Robert Everett was an American Congregational clergyman and publisher.
Background
Robert Everett was born at Gronant, North Wales, the oldest son of Lewis and Jane Everett. He was of mingled Welsh, Scotch, and English blood.
His father supported the large family of eleven children by serving as manager of a lead mine; by preference, however, and on occasion, he preached for the Congregationalists. Raised in a strongly Calvinistic atmosphere, Robert early decided to enter the ministry.
Education
Soon after graduating from Wrexham Seminary in 1815 he became pastor of the large Congregational church at Denbigh. He received the degree of D. D. from Hamilton College in 1861.
Career
Though lacking the eloquence of some of his more famous contemporaries in the Welsh pulpit, he possessed such earnestness and learning that he soon gained great influence even outside his own denomination.
In 1822 he published a catechism which ran through many editions in both Wales and America.
Having accepted a call to the Welsh Congregational Church of Utica, New York, he emigrated in 1823.
For the next forty-five years he held this charge or others in Oneida County.
For a time he preached in English, but in 1838 he moved to the township of Steuben where he served two Welsh churches until a few years before his death.
Meanwhile the Welsh Congregationalists had decided to establish a periodical to serve their members.
Everett was chosen one of the three editors, and in January 1840 they published the first issue of Y Cenhadwr Americanaidd (The American Messenger), a monthly religious review destined during the sixty-one years of its life to hold the foremost place among Welsh- American publications and to exert its influence in Wales itself.
Until that time the Cenhadwr had been printed in Utica but, the frequent trips on horseback to that town proving too burdensome to a clergyman in active service, Everett set up a press first in Remsen, then in his parsonage on his hill farm in Steuben.
Here his sons printed the review, the other members of his family assisting in typesetting, proofreading, and sewing of the sheets within the covers.
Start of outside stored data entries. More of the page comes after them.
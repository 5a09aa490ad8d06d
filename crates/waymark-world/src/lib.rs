//! Location model, rule inheritance, and section clearing state for Waymark.
//!
//! This crate turns pack JSON into a flat tree of resolved locations. Each
//! location inherits access and visibility rules from its enclosing node
//! (or from an explicitly named parent), and owns sections whose clearing
//! counters are driven by the tracker at runtime.
//!
//! # Modules
//!
//! - [`builder`] -- Depth-first construction of [`Location`]s from JSON,
//!   with rule and image inheritance.
//! - [`bridge`] -- Named property access to section state for scripted
//!   callers.
//! - [`diagnostics`] -- Non-fatal problems recorded while building.
//! - [`error`] -- Error types for lookups and state records.
//! - [`fields`] -- Lenient readers for loosely typed JSON fields.
//! - [`location`] -- [`Location`] and identifier derivation.
//! - [`parent`] -- Exact-then-suffix resolution of `parent` references.
//! - [`rules`] -- Parsing of rule fields into clauses.
//! - [`section`] -- [`Section`] and the [`SectionState`] counter machine.
//! - [`tree`] -- [`LocationTree`], the merged result of all fragments.

pub mod bridge;
pub mod builder;
pub mod diagnostics;
pub mod error;
pub mod fields;
pub mod location;
pub mod parent;
pub mod rules;
pub mod section;
pub mod tree;

// Re-export primary types at crate root.
pub use bridge::{PropertyBridge, PropertyValue, SectionProperty};
pub use builder::{BuildContext, BuildOutput, LocationBuilder, build_section};
pub use diagnostics::{Diagnostic, DiagnosticKind, Diagnostics};
pub use error::{BridgeError, WorldError};
pub use location::{Location, location_id};
pub use parent::{LocationLookup, ParentResolver};
pub use section::{ObserverId, Section, SectionChange, SectionState};
pub use tree::{LocationTree, Progress};
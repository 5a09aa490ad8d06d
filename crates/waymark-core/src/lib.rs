//! Tracker orchestration for Waymark: configuration, pack loading, and
//! persisted clearing state.
//!
//! This crate sits between the location model in `waymark-world` and the
//! `waymark-tracker` binary. It reads `waymark.yaml`, loads the configured
//! location documents into one [`LocationTree`](waymark_world::LocationTree),
//! and saves or restores every section counter as a single snapshot.
//!
//! # Modules
//!
//! - [`config`] -- YAML configuration with environment overrides
//! - [`error`] -- Load and state persistence errors
//! - [`pack`] -- Location documents on disk into a tree, in order
//! - [`state`] -- Snapshot capture, restore, and file I/O

pub mod config;
pub mod error;
pub mod pack;
pub mod state;

pub use config::{ConfigError, TrackerConfig};
pub use error::{LoadError, StateError};
pub use pack::{LoadedPack, PackLoader};
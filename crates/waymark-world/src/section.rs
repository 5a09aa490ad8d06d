//! Sections: the collectible units of a location and their clearing state.
//!
//! A [`Section`] is built once from pack data and is structurally
//! immutable afterwards. Its [`SectionState`] holds the only mutable
//! value, the cleared-item counter, and drives the clearing state machine:
//!
//! | Call | Fails when | Effect |
//! |------|-----------|--------|
//! | [`SectionState::clear_item`] | `cleared >= item_count` | `+1`, or jump to `item_count` for group sections / `all` |
//! | [`SectionState::unclear_item`] | `cleared == 0` | `-1`, or reset to `0` for group sections |
//! | [`SectionState::set_available`] | result out of range high | `cleared = item_count - available`, low side clamped to `0` |
//! | [`SectionState::load`] | never | counter replaced verbatim |
//!
//! Every successful change that alters the counter notifies the
//! registered observers synchronously, in registration order.
//!
//! # Reentrancy
//!
//! Observers receive a [`SectionChange`] by shared reference while the
//! state is mutably borrowed. An observer must not try to mutate the same
//! section (for example through a shared `RefCell` handle) from inside the
//! callback; there is no reentrancy guard.

use serde_json::Value;
use tracing::debug;
use waymark_types::{ImageSet, RuleSet, SectionSave};

use crate::error::WorldError;
use crate::fields;

// ---------------------------------------------------------------------------
// Change notification
// ---------------------------------------------------------------------------

/// Payload delivered to section observers.
#[derive(Debug, Clone, Copy, PartialEq, Eq)]
pub struct SectionChange {
    /// Counter value before the change.
    pub previous: i32,
    /// Counter value after the change.
    pub cleared: i32,
    /// Total number of items in the section.
    pub item_count: i32,
}

/// Registration token returned by [`SectionState::subscribe`].
#[derive(Debug, Clone, Copy, PartialEq, Eq, PartialOrd, Ord, Hash)]
pub struct ObserverId(u64);

type Observer = Box<dyn FnMut(&SectionChange)>;

// ---------------------------------------------------------------------------
// SectionState
// ---------------------------------------------------------------------------

/// Cleared-item counter of a single section plus its observers.
pub struct SectionState {
    item_count: i32,
    clear_as_group: bool,
    cleared: i32,
    observers: Vec<(ObserverId, Observer)>,
    next_observer: u64,
}

impl SectionState {
    /// Create a state with nothing cleared.
    pub const fn new(item_count: i32, clear_as_group: bool) -> Self {
        Self {
            item_count,
            clear_as_group,
            cleared: 0,
            observers: Vec::new(),
            next_observer: 0,
        }
    }

    /// Total number of collectible items.
    pub const fn item_count(&self) -> i32 {
        self.item_count
    }

    /// Number of items marked collected.
    pub const fn cleared(&self) -> i32 {
        self.cleared
    }

    /// Number of items still to collect (`item_count - cleared`).
    pub const fn available(&self) -> i32 {
        self.item_count.saturating_sub(self.cleared)
    }

    /// Whether the whole count clears and unclears as one action.
    pub const fn clear_as_group(&self) -> bool {
        self.clear_as_group
    }

    /// Whether every item has been collected.
    pub const fn is_fully_cleared(&self) -> bool {
        self.cleared >= self.item_count
    }

    /// Register an observer for counter changes.
    pub fn subscribe(&mut self, observer: impl FnMut(&SectionChange) + 'static) -> ObserverId {
        let id = ObserverId(self.next_observer);
        self.next_observer = self.next_observer.saturating_add(1);
        self.observers.push((id, Box::new(observer)));
        id
    }

    /// Remove a previously registered observer.
    ///
    /// Returns `false` if the token is unknown.
    pub fn unsubscribe(&mut self, id: ObserverId) -> bool {
        let before = self.observers.len();
        self.observers.retain(|(registered, _)| *registered != id);
        self.observers.len() != before
    }

    /// Return the number of registered observers.
    pub fn observer_count(&self) -> usize {
        self.observers.len()
    }

    /// Mark one item (or the whole section) collected.
    ///
    /// Group sections and `all = true` jump straight to `item_count`.
    /// Returns `false` without notifying if already fully cleared.
    pub fn clear_item(&mut self, all: bool) -> bool {
        if self.cleared >= self.item_count {
            return false;
        }
        let next = if self.clear_as_group || all {
            self.item_count
        } else {
            self.cleared.saturating_add(1)
        };
        self.apply(next);
        true
    }

    /// Undo one collected item (or reset a group section).
    ///
    /// Returns `false` without notifying if the counter is zero. A negative
    /// counter left by [`load`](Self::load) still unclears: a group section
    /// resets to zero, any other section decrements.
    pub fn unclear_item(&mut self) -> bool {
        if self.cleared == 0 {
            return false;
        }
        let next = if self.clear_as_group {
            0
        } else {
            self.cleared.saturating_sub(1)
        };
        self.apply(next);
        true
    }

    /// Set the counter from a requested number of remaining items.
    ///
    /// Computes `cleared = item_count - available`. A result below zero is
    /// clamped to zero; a result above `item_count` is rejected and the
    /// current value kept. Returns `true` if the counter changed.
    pub fn set_available(&mut self, available: i64) -> bool {
        let wanted = i64::from(self.item_count).saturating_sub(available).max(0);
        let next = if wanted > i64::from(self.item_count) {
            self.cleared
        } else {
            i32::try_from(wanted).unwrap_or(self.cleared)
        };
        if next == self.cleared {
            return false;
        }
        self.apply(next);
        true
    }

    /// Return the persisted form of this state.
    pub const fn save(&self) -> SectionSave {
        SectionSave {
            cleared: self.cleared,
        }
    }

    /// Restore a persisted counter verbatim.
    ///
    /// The value is not clamped to `0..=item_count`. Observers fire only
    /// if the value differs from the current one.
    pub fn load(&mut self, saved: SectionSave) {
        if saved.cleared == self.cleared {
            return;
        }
        if saved.cleared < 0 || saved.cleared > self.item_count {
            debug!(
                cleared = saved.cleared,
                item_count = self.item_count,
                "Restoring out-of-range section counter"
            );
        }
        self.apply(saved.cleared);
    }

    /// Restore from a raw JSON record of the form `{"cleared": n}`.
    ///
    /// A missing or non-integer `cleared` keeps the current value.
    ///
    /// # Errors
    ///
    /// Returns [`WorldError::MalformedSectionState`] if `record` is not an
    /// object.
    pub fn load_json(&mut self, record: &Value) -> Result<(), WorldError> {
        let Value::Object(map) = record else {
            return Err(WorldError::MalformedSectionState {
                kind: fields::kind_name(record),
            });
        };
        let cleared = map
            .get("cleared")
            .and_then(fields::coerce_int)
            .unwrap_or(self.cleared);
        self.load(SectionSave { cleared });
        Ok(())
    }

    fn apply(&mut self, next: i32) {
        let change = SectionChange {
            previous: self.cleared,
            cleared: next,
            item_count: self.item_count,
        };
        self.cleared = next;
        debug!(
            previous = change.previous,
            cleared = change.cleared,
            item_count = change.item_count,
            "Section counter changed"
        );
        for (_, observer) in &mut self.observers {
            observer(&change);
        }
    }
}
He had welcomed anti-slavery speakers to his pulpit at an early date and himself had long preached the virtue of total abstinence from alcoholic liquors.
His opponents almost succeeded in ousting him from his pastorates.
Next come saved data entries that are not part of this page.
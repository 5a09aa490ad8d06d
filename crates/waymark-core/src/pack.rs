//! Loading location documents from disk into a [`LocationTree`].
//!
//! A pack lists its location documents in order. Each one is parsed as
//! JSON and fed through the builder as a fragment of the same tree, so
//! later documents can name parents defined by earlier ones and can add
//! sections or map pins to locations declared before.

use std::path::{Path, PathBuf};

use serde_json::Value;
use tracing::info;
use waymark_world::{Diagnostics, LocationTree};

use crate::config::PackConfig;
use crate::error::LoadError;

/// A fully loaded pack.
#[derive(Debug, Default)]
pub struct LoadedPack {
    /// Every location from every document.
    pub tree: LocationTree,
    /// Everything dropped or defaulted across all documents.
    pub diagnostics: Diagnostics,
}

/// Loads the documents named by a [`PackConfig`].
#[derive(Debug, Clone)]
pub struct PackLoader {
    files: Vec<PathBuf>,
}

impl PackLoader {
    /// Loader for an explicit list of documents.
    pub const fn new(files: Vec<PathBuf>) -> Self {
        Self { files }
    }

    /// Loader for the documents a configuration names.
    pub fn from_config(config: &PackConfig) -> Self {
        Self::new(config.location_paths())
    }

    /// Documents in load order.
    pub fn files(&self) -> &[PathBuf] {
        &self.files
    }

    /// Load every document, in order, into a fresh tree.
    ///
    /// # Errors
    ///
    /// Returns [`LoadError::Io`] or [`LoadError::Json`] for the first
    /// document that cannot be read or parsed.
    pub fn load(&self) -> Result<LoadedPack, LoadError> {
        let mut pack = LoadedPack::default();
        for path in &self.files {
            let mut diagnostics = load_document(&mut pack.tree, path)?;
            pack.diagnostics.append(&mut diagnostics);
        }
        info!(
            documents = self.files.len(),
            locations = pack.tree.len(),
            diagnostics = pack.diagnostics.len(),
            "Pack loaded"
        );
        Ok(pack)
    }
}

/// Parse one JSON document and merge it into `tree`.
///
/// # Errors
///
/// Returns [`LoadError::Io`] if the file cannot be read and
/// [`LoadError::Json`] if it is not valid JSON.
pub fn load_document(tree: &mut LocationTree, path: &Path) -> Result<Diagnostics, LoadError> {
    let contents = std::fs::read_to_string(path).map_err(|source| LoadError::Io {
        path: path.to_path_buf(),
        source,
    })?;
    let document: Value = serde_json::from_str(&contents).map_err(|source| LoadError::Json {
        path: path.to_path_buf(),
        source,
    })?;
    info!(path = %path.display(), "Loading location document");
    Ok(tree.load_fragment(&document)?)
}

#[cfg(test)]
#[allow(clippy::unwrap_used)]
mod tests {
    use super::*;

    #[test]
    fn missing_file_names_the_path() {
        let loader = PackLoader::new(vec![PathBuf::from("/nonexistent/waymark/locations.json")]);
        let err = loader.load().unwrap_err();
        assert!(matches!(err, LoadError::Io { ref path, .. } if path.ends_with("locations.json")));
    }

    #[test]
    fn empty_loader_yields_empty_tree() {
        let pack = PackLoader::new(Vec::new()).load().unwrap();
        assert!(pack.tree.is_empty());
        assert!(pack.diagnostics.is_empty());
    }

    #[test]
    fn loader_resolves_paths_against_root() {
        let config = PackConfig {
            root: PathBuf::from("pack"),
            locations: vec![PathBuf::from("a.json"), PathBuf::from("b.json")],
        };
        let loader = PackLoader::from_config(&config);
        assert_eq!(
            loader.files(),
            &[PathBuf::from("pack/a.json"), PathBuf::from("pack/b.json")]
        );
    }
}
Fearing that desertion of disgruntled subscribers both North and South might force a suspension of the Cenhadwr, Everett in 1843 published most of his abolitionist articles in a new monthly called Y Dyngarwr (The Philanthropist).
This he distributed free of charge to Welsh preachers whose aid was vital to the “cause. ”
After its suspension at the end of one year he continued his propaganda in the Cenhadwr.
Plis campaign in favor of Birney in 1844 showed slight results among the Welsh, though Everett himself had a souvenir of the bitter contest in his carriage horse, "Bobtail Birney, ” whose tail and mane had been mutilated by his opponents.
Slowly however his supporters increased.
The Cenhadwr gained in quality and in prestige.
When it advocated the moderate program of the Free-Soilers, it won many converts ; after the Kansas-Nebraska Act it gained far more.
Achievements
Everett assumed active charge as editor at the beginning and in 1842 became its proprietor and sole editor.
Religion
For some years he was the assistant editor of the Dysgcdydd (Inquirer), a Congregational periodical.
Politics
At first he met stubborn resistance among the Welsh who, though nominally opponents of slavery, refused to abandon the Democratic and Whig ranks for the Liberty Party and who were scandalized by Everett’s action in bringing politics into the pulpit and into a religious review.
Most of the Welsh went with Everett into the young Republican party where they have remained to this day.
Though Cenhadwr may never have reached a circulation of 2, 500, its influence was out of all proportion to its size.
He was also publisher of a popular Welsh hymnal and for two years, 1850-52, of a small literary monthly called Y Detholydd (The Eclectic).
Views
Constantly he denounced the interstate slave-trade, the Fugitive-Slave Law, and slavery in the districts under federal control. Elimination of these abuses, he believed, would doom slavery in the South.
Personality
Everett was a zealous reformer though not an extreme radical.
Connections
Before leaving Wales he had married (1816) Elizabeth Roberts by whom he had eleven children.
Their daughter Mary was one of the earliest woman physicians in America.